NDNS+ WORKSHOP June 22-23, 2020      online meeting

22-23 June 2020 

Speaker: dr. Cecilia Pagliantini - Eindhoven University of Technology

Cecilia Pagliantini: GAMM Junior – Department of Mathematics | ETH ...

Title: Structure preserving reduced order models for parameterized Hamiltonian systems

Parameterized differential equations are ubiquitous in applied science and are characterized by input parameters that describe possible variations in geometric configuration or physical properties of the modeled system. When real-time and many-query resolutions of such problems are required, computational methods need to face prohibitively high computational costs to provide sufficiently accurate and stable numerical solutions. To overcome this issue, model order reduction techniques construct low-complexity high-fidelity surrogate models that allow rapid and accurate solutions under parameter variation. However, many challenges remain to secure the robustness and efficiency needed for the numerical approximation of nonlinear time-dependent problems. After a brief introduction to reduce order models, we will discuss reduced basis methods for parameterized Hamiltonian dynamical systems describing nondissipative phenomena.

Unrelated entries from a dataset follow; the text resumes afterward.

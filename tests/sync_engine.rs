mod common;

use std::path::PathBuf;
use std::time::Duration;
use async_trait::async_trait;
use frame_art_lib::error::LibraryError;
use frame_art_lib::git::{ChangeArea, FileChange, GitRepo, PullOutcome, PushOutcome, SyncEngine, SyncLog, SyncOperation, SyncState};
use frame_art_lib::library::Library;
use frame_art_lib::storage::{FileBackend, MetadataBackend, MetadataStore};
use common::{git, png_upload, Remote};

#[tokio::test]
async fn rename_is_reported_as_one_image_change() {
    let remote = Remote::new();
    let ws = remote.checkout("work");
    let image = ws.publish_image("landscape", &["nature"]).await;
    assert_eq!(ws.sync.local_status().await.unwrap().state, SyncState::Clean);

    let (renamed, changes) = ws.library.rename(&image.filename, "Sunset").await.unwrap();
    let status = ws.sync.local_status().await.unwrap();
    assert_eq!(status.state, SyncState::Dirty);
    assert_eq!(status.summary.image_changes(), 1);
    assert_eq!(status.summary.images_renamed, 1);
    assert!(status.summary.metadata_changed);
    let images = status.changes.iter().filter(|x| x.area == ChangeArea::Image).collect::<Vec<_>>();
    assert_eq!(images.len(), 1);
    assert_eq!(images[0].change, FileChange::Renamed {
        from: format!("library/{}", image.filename),
        to: format!("library/{}", renamed.filename),
    });

    let outcome = ws.sync.commit_and_push(changes.files, None).await.unwrap();
    match outcome {
        PushOutcome::Pushed { state, .. } => assert_eq!(state, SyncState::Clean),
        other => panic!("unexpected outcome: {other:?}"),
    }
    let message = ws.git(&["log", "-1", "--format=%B"]);
    assert!(message.starts_with("Frame art: 1 renamed, metadata"), "{message}");
    assert!(message.contains(&format!("renamed library/{} -> library/{}", image.filename, renamed.filename)));
}

#[tokio::test]
async fn commit_includes_only_the_listed_paths() {
    let remote = Remote::new();
    let ws = remote.checkout("work");
    std::fs::write(ws.root.join("notes.txt"), "not part of the library").unwrap();

    let (record, changes) = ws.library.upload(png_upload("forest", &[])).await.unwrap();
    let outcome = ws.sync.commit_and_push(changes.files, None).await.unwrap();
    match outcome {
        PushOutcome::Pushed { files, state, .. } => {
            assert!(files.contains(&format!("library/{}", record.filename)));
            assert!(!files.contains(&"notes.txt".to_string()));
            assert_eq!(state, SyncState::Dirty);
        }
        other => panic!("unexpected outcome: {other:?}"),
    }
    let committed = ws.git(&["show", "--name-only", "--format=", "HEAD"]);
    assert!(!committed.contains("notes.txt"));
    assert!(ws.git(&["status", "--porcelain"]).contains("notes.txt"));
}

#[tokio::test]
async fn pending_changes_are_pushed_in_one_commit() {
    let remote = Remote::new();
    let ws = remote.checkout("work");
    ws.library.upload(png_upload("a", &["nature"])).await.unwrap();
    ws.library.upload(png_upload("b", &[])).await.unwrap();

    let outcome = ws.sync.sync_pending().await.unwrap();
    assert!(matches!(outcome, PushOutcome::Pushed { state: SyncState::Clean, .. }), "{outcome:?}");
    assert_eq!(ws.git(&["log", "-1", "--format=%s"]).trim(), "Frame art: +2 added, metadata");
    assert!(matches!(ws.sync.sync_pending().await.unwrap(), PushOutcome::NothingToCommit));
}

#[tokio::test]
async fn guarded_pull_fast_forwards_when_behind() {
    let remote = Remote::new();
    let a = remote.checkout("a");
    let b = remote.checkout("b");
    let image = a.publish_image("forest", &["nature"]).await;

    let outcome = b.sync.guarded_pull().await.unwrap();
    assert!(matches!(outcome, PullOutcome::Pulled { commits: 1, state: SyncState::Clean }), "{outcome:?}");
    assert_eq!(b.head(), a.head());
    assert_eq!(b.library.get_image(&image.filename).await.unwrap(), image);
    assert!(b.library.library_path(&image.filename).unwrap().is_file());

    let logged = b.sync.recent_log().await.len();
    assert!(matches!(b.sync.guarded_pull().await.unwrap(), PullOutcome::UpToDate));
    assert_eq!(b.sync.recent_log().await.len(), logged);
}

#[tokio::test]
async fn guarded_pull_refuses_while_dirty() {
    let remote = Remote::new();
    let a = remote.checkout("a");
    let b = remote.checkout("b");
    let image = a.publish_image("forest", &[]).await;
    b.library.add_tag("sunset").await.unwrap();
    let before = b.head();

    match b.sync.guarded_pull().await.unwrap() {
        PullOutcome::Refused { state, .. } => assert_eq!(state, SyncState::Dirty),
        other => panic!("unexpected outcome: {other:?}"),
    }
    assert_eq!(b.head(), before);
    assert!(matches!(b.library.get_image(&image.filename).await, Err(LibraryError::NotFound(_))));
    let last = &b.sync.recent_log().await[0];
    assert_eq!(last.operation, SyncOperation::Pull);
    assert!(last.message.starts_with("pull refused"));
}

/// Metadata file that takes its time to be written.
struct SlowBackend {
    inner: FileBackend,
    delay: Duration,
}

#[async_trait]
impl MetadataBackend for SlowBackend {
    fn location(&self) -> PathBuf {
        self.inner.location()
    }

    async fn read(&self) -> frame_art_lib::error::Result<Option<String>> {
        self.inner.read().await
    }

    async fn write(&self, contents: String) -> frame_art_lib::error::Result<()> {
        tokio::time::sleep(self.delay).await;
        self.inner.write(contents).await
    }
}

#[tokio::test]
async fn pull_waits_for_an_in_flight_metadata_write() {
    let remote = Remote::new();
    let a = remote.checkout("a");
    let b = remote.checkout("b");
    let image = a.publish_image("forest", &["nature"]).await;

    let backend = SlowBackend { inner: FileBackend::new(b.config.repo.metadata_path.clone()), delay: Duration::from_millis(800) };
    let repo = GitRepo::new(b.root.clone(), Duration::from_secs(30));
    let library = Library::new(&b.config.repo, MetadataStore::new(backend), repo.clone());
    let sync = SyncEngine::new(repo, b.config.sync_config(), SyncLog::in_memory(10));
    sync.verify().await.unwrap();

    let (tagged, pulled) = tokio::join!(
        library.add_tag("sunset"),
        async {
            tokio::time::sleep(Duration::from_millis(100)).await;
            sync.guarded_pull().await
        },
    );
    tagged.unwrap();
    match pulled.unwrap() {
        PullOutcome::Refused { state, .. } => assert_eq!(state, SyncState::Dirty),
        other => panic!("unexpected outcome: {other:?}"),
    }

    // The local write survived and nothing arrived without its record.
    let doc = library.document().await.unwrap();
    assert!(doc.tags.contains("sunset"));
    assert!(doc.images.is_empty());
    assert!(!library.library_path(&image.filename).unwrap().exists());
}

#[tokio::test]
async fn guarded_pull_refuses_while_ahead_or_diverged() {
    let remote = Remote::new();
    let a = remote.checkout("a");
    let b = remote.checkout("b");
    b.git(&["commit", "--allow-empty", "--quiet", "-m", "local only"]);

    match b.sync.guarded_pull().await.unwrap() {
        PullOutcome::Refused { state, .. } => assert_eq!(state, SyncState::Ahead),
        other => panic!("unexpected outcome: {other:?}"),
    }

    a.publish_image("forest", &[]).await;
    let before = b.head();
    match b.sync.guarded_pull().await.unwrap() {
        PullOutcome::Refused { state, .. } => assert_eq!(state, SyncState::Diverged),
        other => panic!("unexpected outcome: {other:?}"),
    }
    assert_eq!(b.head(), before);
}

#[tokio::test]
async fn rejected_push_is_a_conflict() {
    let remote = Remote::new();
    let a = remote.checkout("a");
    let b = remote.checkout("b");
    a.publish_image("forest", &[]).await;

    let (_, changes) = b.library.upload(png_upload("meadow", &[])).await.unwrap();
    let result = b.sync.commit_and_push(changes.files, None).await;
    assert!(matches!(result, Err(LibraryError::Conflict(_))), "{result:?}");
    assert_eq!(b.sync.state(), SyncState::Conflict);

    let last = &b.sync.recent_log().await[0];
    assert_eq!(last.operation, SyncOperation::Push);
    assert_eq!(last.status, SyncState::Conflict);
    assert_eq!(git(&remote.path(), &["rev-parse", "refs/heads/main"]).trim(), a.head());

    // Never merged automatically.
    match b.sync.guarded_pull().await.unwrap() {
        PullOutcome::Refused { state, .. } => assert_eq!(state, SyncState::Diverged),
        other => panic!("unexpected outcome: {other:?}"),
    }
}

#[tokio::test]
async fn verification_checks_branch_remote_and_lfs() {
    let remote = Remote::new();
    let ws = remote.checkout("work");
    let engine = |edit: &dyn Fn(&mut frame_art_lib::git::SyncConfig)| {
        let mut cfg = ws.config.sync_config();
        edit(&mut cfg);
        SyncEngine::new(GitRepo::new(ws.root.clone(), Duration::from_secs(30)), cfg, SyncLog::in_memory(10))
    };

    let remote_url = remote.path().display().to_string();
    let matching = engine(&|cfg| cfg.expected_remote_url = Some(remote_url.clone()));
    matching.verify().await.unwrap();
    assert_eq!(matching.state(), SyncState::Verified);

    let elsewhere = engine(&|cfg| cfg.expected_remote_url = Some("git@github.com:someone/else.git".to_string()));
    assert!(matches!(elsewhere.verify().await, Err(LibraryError::Configuration(_))));
    assert_eq!(elsewhere.state(), SyncState::Unverified);

    let lfs = engine(&|cfg| cfg.require_lfs = true);
    assert!(matches!(lfs.verify().await, Err(LibraryError::Configuration(_))));

    ws.git(&["checkout", "--quiet", "-b", "feature"]);
    assert!(matches!(ws.sync.verify().await, Err(LibraryError::Configuration(_))));
    assert!(matches!(ws.sync.status().await, Err(LibraryError::Configuration(_))));
}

In this case, standard formulations of reduced models do not guarantee the preservation of the geometric structure underlying the physical properties of the dynamics, like symmetries, invariants and conservation laws, and might lead to spurious results. We present structure preserving reduced basis methods that can effectively preserve the geometric structure during the reduction, by deriving surrogate models where the reduced phase-space inherits the geometric structure of the original dynamics.